Advertisement - Click to support our sponsors.


Starbulletin.com


Pat Bigold

The Way I See It

By Pat Bigold

Tuesday, September 12, 2000


Bad break for 1920
gold medalist

IN the summer of 1920, U.S. Olympic officials didn't want Aileen Riggin and Helen Wainwright to board the troop transport going to Antwerp, Belgium.

"They didn't OK Helen and I to go until the last minute," said Riggin Soule.

"They thought we were too young at 14 and they didn't want to be responsible for two kids in Europe.

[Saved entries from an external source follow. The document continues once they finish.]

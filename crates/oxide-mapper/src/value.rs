//! Per-row column values handed to [`Table::create`](crate::Table::create).

use std::any::Any;
use std::fmt;
use std::marker::PhantomData;

use crate::column::Column;
use crate::error::{MapperError, Result};
use crate::table::Columns;

/// Resolved values for one entity, indexed by column.
pub struct ValueHolder<E> {
    names: Vec<String>,
    slots: Vec<Option<Box<dyn Any>>>,
    _marker: PhantomData<fn() -> E>,
}

impl<E> ValueHolder<E> {
    /// An empty holder for the given column list.
    #[must_use]
    pub fn new(columns: &Columns<E>) -> Self {
        let names: Vec<String> = columns.names().map(str::to_string).collect();
        let slots = names.iter().map(|_| None).collect();
        Self {
            names,
            slots,
            _marker: PhantomData,
        }
    }

    /// The value of `column`.
    ///
    /// # Errors
    ///
    /// Returns [`MapperError::MissingValue`] if the column has no value.
    pub fn of<V: Clone + 'static>(&self, column: &Column<E, V>) -> Result<V> {
        self.slots
            .get(column.index())
            .and_then(Option::as_ref)
            .and_then(|slot| slot.downcast_ref::<V>())
            .cloned()
            .ok_or_else(|| MapperError::MissingValue {
                column: column.name().to_string(),
            })
    }

    /// Sets the value of `column`.
    pub fn set<V: 'static>(&mut self, column: &Column<E, V>, value: V) {
        self.put(column.index(), Box::new(value));
    }

    /// Whether `column` has a value.
    #[must_use]
    pub fn contains<V>(&self, column: &Column<E, V>) -> bool {
        matches!(self.slots.get(column.index()), Some(Some(_)))
    }

    pub(crate) fn put(&mut self, index: usize, value: Box<dyn Any>) {
        if let Some(slot) = self.slots.get_mut(index) {
            *slot = Some(value);
        }
    }

    /// Checks that every column has a value.
    ///
    /// # Errors
    ///
    /// Returns [`MapperError::MissingValue`] naming the first empty column.
    pub fn ensure_complete(&self) -> Result<()> {
        match self.slots.iter().position(Option::is_none) {
            Some(index) => Err(MapperError::MissingValue {
                column: self.names[index].clone(),
            }),
            None => Ok(()),
        }
    }
}

impl<E> fmt::Debug for ValueHolder<E> {
    fn fmt(&self, f: &mut fmt::Formatter<'_>) -> fmt::Result {
        let set: Vec<&str> = self
            .names
            .iter()
            .zip(&self.slots)
            .filter(|(_, slot)| slot.is_some())
            .map(|(name, _)| name.as_str())
            .collect();
        f.debug_struct("ValueHolder")
            .field("columns", &self.names)
            .field("set", &set)
            .finish()
    }
}
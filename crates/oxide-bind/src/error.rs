//! Error types for parameter binding.

use thiserror::Error;

/// Errors raised while expanding a template, before anything is executed.
#[derive(Debug, Clone, PartialEq, Eq, Error)]
pub enum BindError {
    /// The SQL references a parameter that was not supplied.
    #[error("missing parameter ':{name}'")]
    MissingParameter {
        /// Name of the parameter, without the leading colon.
        name: String,
    },
}

/// Result type alias for binding operations.
pub type Result<T> = std::result::Result<T, BindError>;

We even looked younger than our ages."

But the two kids were America's best divers back then and U.S. officials finally decided to take the risk and allow them to go.

It was a good risk.

The youngsters behaved themselves and came back to a ticker tape parade in New York City with medals.

Soule won gold and Wainwright, now deceased, won silver in the first women's springboard diving competition.

Four years later, Soule, confident and worldly at 18, went to Paris to take silver in diving and bronze in the 100-meter backstroke.

Women accounted for no more than 2.9 percent of the Olympic field in 1920.

They represent more than 38 percent of the field in Sydney.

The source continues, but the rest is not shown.